• [Directions for this task]: Lines holding the string "required" are the ones to copy; find them all in the data.

────────────────────────────────────────

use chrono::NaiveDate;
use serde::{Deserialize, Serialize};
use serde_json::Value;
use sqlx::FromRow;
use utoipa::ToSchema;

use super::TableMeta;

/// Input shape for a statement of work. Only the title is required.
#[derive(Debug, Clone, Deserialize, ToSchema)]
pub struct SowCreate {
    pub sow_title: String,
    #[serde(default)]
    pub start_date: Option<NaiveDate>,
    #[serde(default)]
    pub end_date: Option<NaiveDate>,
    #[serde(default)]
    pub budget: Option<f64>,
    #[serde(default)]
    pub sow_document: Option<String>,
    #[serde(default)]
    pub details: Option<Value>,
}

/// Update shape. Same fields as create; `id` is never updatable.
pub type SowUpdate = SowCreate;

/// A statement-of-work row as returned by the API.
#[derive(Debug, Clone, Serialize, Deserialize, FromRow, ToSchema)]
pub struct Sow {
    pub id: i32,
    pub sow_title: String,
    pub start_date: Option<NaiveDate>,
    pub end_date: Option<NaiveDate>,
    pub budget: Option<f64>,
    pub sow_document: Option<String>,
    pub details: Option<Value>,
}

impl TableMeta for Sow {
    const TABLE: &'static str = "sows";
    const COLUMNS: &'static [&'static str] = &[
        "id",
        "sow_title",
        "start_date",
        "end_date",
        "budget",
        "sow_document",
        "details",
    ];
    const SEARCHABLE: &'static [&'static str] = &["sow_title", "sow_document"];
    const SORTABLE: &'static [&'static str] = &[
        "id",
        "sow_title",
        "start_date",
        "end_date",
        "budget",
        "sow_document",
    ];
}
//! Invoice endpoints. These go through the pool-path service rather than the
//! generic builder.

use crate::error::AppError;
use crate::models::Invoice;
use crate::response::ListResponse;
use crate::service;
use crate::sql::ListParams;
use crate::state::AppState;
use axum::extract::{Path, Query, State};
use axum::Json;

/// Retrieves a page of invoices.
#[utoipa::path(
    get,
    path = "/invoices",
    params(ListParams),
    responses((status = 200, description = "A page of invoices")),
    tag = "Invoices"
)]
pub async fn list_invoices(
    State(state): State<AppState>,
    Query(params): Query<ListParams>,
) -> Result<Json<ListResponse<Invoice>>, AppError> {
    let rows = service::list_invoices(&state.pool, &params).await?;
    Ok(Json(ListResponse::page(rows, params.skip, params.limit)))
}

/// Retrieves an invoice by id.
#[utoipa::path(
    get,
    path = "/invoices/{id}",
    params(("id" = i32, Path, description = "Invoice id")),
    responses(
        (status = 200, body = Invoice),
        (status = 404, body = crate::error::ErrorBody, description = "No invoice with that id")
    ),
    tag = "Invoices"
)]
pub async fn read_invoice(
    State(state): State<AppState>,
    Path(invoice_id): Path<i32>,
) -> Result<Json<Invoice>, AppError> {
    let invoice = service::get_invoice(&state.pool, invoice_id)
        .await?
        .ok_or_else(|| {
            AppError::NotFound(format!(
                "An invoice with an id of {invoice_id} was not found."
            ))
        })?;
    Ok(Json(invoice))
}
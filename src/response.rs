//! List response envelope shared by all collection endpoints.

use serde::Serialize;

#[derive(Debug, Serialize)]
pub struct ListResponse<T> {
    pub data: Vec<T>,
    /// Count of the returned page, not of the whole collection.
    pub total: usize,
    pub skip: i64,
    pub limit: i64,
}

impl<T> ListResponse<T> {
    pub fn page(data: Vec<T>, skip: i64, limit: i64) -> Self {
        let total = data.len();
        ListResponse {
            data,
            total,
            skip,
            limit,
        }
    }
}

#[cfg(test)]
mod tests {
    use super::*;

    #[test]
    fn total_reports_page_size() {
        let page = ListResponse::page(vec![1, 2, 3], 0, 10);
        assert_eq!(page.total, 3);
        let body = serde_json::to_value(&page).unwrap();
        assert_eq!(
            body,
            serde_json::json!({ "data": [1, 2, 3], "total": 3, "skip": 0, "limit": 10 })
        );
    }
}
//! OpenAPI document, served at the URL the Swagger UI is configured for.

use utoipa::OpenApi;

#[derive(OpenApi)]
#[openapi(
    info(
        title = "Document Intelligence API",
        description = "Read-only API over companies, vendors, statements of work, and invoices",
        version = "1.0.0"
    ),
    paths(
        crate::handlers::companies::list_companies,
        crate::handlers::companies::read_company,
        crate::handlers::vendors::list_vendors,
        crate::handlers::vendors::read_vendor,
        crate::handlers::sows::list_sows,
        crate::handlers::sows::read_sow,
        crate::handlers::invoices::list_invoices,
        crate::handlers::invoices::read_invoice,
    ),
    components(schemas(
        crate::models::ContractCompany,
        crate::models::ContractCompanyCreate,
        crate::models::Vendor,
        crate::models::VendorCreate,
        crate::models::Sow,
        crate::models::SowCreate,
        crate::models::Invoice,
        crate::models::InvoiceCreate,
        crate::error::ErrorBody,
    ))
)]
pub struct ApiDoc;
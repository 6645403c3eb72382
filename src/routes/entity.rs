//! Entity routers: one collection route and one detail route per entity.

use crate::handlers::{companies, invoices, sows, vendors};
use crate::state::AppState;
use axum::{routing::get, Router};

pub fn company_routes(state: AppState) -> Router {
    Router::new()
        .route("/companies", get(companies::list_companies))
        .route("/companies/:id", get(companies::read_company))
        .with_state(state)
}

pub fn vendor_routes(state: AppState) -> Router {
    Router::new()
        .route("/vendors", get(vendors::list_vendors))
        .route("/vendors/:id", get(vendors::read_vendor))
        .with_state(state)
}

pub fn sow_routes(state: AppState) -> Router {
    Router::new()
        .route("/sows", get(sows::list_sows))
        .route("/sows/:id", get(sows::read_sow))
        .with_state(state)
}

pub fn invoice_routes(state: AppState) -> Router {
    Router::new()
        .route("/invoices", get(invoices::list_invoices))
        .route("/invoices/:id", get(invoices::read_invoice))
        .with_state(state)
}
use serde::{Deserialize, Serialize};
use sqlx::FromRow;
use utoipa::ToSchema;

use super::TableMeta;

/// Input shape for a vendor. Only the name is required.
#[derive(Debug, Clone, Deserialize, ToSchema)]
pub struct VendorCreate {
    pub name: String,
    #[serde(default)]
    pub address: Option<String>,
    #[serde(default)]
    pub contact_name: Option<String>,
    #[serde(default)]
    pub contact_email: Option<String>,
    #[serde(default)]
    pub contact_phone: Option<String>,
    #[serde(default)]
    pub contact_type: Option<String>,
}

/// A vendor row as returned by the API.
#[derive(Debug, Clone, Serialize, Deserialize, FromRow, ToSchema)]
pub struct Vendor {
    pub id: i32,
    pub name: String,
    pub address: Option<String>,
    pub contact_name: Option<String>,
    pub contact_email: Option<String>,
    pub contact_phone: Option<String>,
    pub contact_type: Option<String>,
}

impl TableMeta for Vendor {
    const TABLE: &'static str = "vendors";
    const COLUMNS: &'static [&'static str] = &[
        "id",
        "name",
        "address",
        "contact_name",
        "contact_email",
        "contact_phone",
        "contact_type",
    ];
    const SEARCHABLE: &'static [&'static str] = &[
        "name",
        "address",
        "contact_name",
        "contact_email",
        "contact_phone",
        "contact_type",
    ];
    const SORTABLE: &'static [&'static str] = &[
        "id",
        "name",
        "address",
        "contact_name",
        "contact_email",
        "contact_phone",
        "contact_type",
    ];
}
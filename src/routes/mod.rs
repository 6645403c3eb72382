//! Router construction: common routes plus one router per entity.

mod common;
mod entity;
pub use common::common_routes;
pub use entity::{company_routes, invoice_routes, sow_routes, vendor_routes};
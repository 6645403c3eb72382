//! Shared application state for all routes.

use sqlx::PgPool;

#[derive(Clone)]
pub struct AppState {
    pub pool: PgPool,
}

────────────────────────────────────────

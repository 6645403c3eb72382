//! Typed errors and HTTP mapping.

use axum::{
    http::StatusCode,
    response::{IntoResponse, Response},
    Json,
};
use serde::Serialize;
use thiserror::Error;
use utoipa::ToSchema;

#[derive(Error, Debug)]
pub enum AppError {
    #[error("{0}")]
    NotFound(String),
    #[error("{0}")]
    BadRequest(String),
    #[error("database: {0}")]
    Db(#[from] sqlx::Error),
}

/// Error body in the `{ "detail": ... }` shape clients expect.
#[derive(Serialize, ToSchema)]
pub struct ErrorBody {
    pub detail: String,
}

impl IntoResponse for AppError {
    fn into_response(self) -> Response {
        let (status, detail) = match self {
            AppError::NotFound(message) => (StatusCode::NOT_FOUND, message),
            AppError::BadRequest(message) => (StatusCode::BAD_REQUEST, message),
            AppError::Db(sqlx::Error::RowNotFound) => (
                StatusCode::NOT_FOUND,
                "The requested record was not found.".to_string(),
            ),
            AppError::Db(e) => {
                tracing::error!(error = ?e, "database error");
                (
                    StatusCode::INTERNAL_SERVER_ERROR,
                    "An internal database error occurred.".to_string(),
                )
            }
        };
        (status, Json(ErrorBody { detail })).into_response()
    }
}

────────────────────────────────────────

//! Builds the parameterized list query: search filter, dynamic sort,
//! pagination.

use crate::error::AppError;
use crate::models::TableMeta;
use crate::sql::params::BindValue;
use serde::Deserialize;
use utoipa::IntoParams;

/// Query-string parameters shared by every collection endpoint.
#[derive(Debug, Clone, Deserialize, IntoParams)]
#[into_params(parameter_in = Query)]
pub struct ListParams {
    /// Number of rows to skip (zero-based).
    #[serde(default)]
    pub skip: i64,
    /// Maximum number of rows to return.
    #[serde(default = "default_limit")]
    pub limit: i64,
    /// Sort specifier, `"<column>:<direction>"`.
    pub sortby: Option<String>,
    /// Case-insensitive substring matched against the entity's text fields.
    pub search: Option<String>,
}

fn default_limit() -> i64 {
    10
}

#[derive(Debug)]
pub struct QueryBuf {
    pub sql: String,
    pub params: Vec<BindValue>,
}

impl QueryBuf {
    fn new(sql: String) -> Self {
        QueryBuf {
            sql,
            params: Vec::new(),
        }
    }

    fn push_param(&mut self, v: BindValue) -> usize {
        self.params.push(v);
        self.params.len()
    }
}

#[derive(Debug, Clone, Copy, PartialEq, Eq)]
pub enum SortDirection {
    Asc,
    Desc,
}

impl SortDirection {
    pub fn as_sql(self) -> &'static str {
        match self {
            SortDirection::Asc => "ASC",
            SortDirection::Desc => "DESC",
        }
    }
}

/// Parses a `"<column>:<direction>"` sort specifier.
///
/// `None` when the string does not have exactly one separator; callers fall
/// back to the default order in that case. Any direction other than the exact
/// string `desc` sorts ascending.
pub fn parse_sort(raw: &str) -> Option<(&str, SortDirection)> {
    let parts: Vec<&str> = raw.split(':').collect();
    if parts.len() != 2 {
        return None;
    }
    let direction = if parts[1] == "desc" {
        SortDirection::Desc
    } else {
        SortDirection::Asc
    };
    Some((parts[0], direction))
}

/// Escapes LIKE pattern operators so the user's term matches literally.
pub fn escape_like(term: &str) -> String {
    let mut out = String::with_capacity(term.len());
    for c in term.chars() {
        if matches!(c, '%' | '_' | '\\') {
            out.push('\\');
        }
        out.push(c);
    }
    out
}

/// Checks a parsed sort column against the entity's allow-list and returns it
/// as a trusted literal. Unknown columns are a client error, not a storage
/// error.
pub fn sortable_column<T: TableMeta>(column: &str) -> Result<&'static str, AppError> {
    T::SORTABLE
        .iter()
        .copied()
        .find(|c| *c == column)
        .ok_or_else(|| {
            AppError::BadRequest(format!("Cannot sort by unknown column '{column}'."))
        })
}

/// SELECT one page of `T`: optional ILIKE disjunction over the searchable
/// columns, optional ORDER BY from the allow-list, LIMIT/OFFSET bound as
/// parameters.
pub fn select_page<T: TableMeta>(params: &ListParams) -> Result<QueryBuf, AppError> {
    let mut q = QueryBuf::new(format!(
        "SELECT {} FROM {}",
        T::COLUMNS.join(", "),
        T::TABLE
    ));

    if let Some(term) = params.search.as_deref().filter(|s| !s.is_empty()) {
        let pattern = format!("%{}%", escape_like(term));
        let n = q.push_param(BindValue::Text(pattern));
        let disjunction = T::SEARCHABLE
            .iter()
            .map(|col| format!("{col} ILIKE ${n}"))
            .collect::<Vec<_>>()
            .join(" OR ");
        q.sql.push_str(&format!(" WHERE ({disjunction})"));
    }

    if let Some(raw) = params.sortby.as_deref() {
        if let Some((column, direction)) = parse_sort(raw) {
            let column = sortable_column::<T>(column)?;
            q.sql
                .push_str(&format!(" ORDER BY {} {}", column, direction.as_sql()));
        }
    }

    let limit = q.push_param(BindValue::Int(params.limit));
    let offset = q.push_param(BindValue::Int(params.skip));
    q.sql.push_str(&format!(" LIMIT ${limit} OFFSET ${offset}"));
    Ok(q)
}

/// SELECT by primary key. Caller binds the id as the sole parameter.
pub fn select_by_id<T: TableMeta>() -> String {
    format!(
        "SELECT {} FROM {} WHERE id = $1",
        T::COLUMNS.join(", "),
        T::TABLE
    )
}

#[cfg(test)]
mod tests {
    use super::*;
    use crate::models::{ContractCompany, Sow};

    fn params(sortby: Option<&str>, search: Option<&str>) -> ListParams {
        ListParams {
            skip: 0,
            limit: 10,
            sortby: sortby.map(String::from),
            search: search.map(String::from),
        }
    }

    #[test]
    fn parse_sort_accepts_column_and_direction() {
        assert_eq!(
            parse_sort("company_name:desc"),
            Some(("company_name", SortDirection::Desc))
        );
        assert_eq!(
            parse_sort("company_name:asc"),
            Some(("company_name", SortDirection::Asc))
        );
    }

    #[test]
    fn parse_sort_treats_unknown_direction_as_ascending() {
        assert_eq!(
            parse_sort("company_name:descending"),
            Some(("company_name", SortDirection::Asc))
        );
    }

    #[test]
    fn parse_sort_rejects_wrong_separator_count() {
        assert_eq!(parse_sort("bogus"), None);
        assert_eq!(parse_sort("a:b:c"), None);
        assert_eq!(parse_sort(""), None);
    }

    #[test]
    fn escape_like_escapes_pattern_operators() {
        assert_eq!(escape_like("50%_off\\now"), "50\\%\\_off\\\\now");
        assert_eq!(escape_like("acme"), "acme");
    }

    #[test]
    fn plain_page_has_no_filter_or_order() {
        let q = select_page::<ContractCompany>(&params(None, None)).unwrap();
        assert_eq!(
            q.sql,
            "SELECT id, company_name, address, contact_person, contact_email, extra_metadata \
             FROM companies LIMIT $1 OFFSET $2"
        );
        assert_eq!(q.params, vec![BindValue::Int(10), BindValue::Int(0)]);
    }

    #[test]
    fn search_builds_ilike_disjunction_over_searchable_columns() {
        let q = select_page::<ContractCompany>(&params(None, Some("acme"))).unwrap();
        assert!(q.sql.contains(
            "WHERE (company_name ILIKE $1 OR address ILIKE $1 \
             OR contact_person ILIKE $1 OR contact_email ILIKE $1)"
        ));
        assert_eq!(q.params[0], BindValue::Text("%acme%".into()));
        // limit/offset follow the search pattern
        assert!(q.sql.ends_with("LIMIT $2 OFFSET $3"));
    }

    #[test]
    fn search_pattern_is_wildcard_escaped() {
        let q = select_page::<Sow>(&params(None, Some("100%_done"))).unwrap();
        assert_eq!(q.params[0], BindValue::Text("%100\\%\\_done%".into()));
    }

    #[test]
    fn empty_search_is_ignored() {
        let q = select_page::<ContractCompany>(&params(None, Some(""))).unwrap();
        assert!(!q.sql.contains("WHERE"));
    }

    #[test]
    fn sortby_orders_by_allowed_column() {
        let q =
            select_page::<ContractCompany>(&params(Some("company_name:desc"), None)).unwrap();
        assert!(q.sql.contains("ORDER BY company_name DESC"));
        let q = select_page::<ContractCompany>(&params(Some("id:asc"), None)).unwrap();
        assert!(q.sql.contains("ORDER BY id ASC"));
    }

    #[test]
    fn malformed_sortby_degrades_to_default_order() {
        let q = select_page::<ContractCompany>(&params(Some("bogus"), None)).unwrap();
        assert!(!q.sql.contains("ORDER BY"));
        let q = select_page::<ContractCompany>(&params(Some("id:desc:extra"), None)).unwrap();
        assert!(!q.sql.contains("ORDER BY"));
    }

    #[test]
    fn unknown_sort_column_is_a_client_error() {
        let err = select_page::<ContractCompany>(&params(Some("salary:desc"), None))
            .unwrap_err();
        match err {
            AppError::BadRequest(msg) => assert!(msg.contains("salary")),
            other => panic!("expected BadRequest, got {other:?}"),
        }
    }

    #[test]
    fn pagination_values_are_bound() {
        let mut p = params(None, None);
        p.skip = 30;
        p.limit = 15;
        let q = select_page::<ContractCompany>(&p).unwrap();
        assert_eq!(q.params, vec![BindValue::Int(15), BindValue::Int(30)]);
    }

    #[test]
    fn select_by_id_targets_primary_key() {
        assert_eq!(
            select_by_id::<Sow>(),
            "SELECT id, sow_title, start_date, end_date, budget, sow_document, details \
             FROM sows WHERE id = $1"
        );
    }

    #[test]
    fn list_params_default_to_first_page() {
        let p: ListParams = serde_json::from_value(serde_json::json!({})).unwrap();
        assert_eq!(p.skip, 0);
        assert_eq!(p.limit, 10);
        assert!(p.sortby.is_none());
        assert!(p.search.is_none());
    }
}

────────────────────────────────────────

• [Exercise output]:
/// Input shape for a statement of work. Only the title is required.
/// Input shape for a vendor. Only the name is required.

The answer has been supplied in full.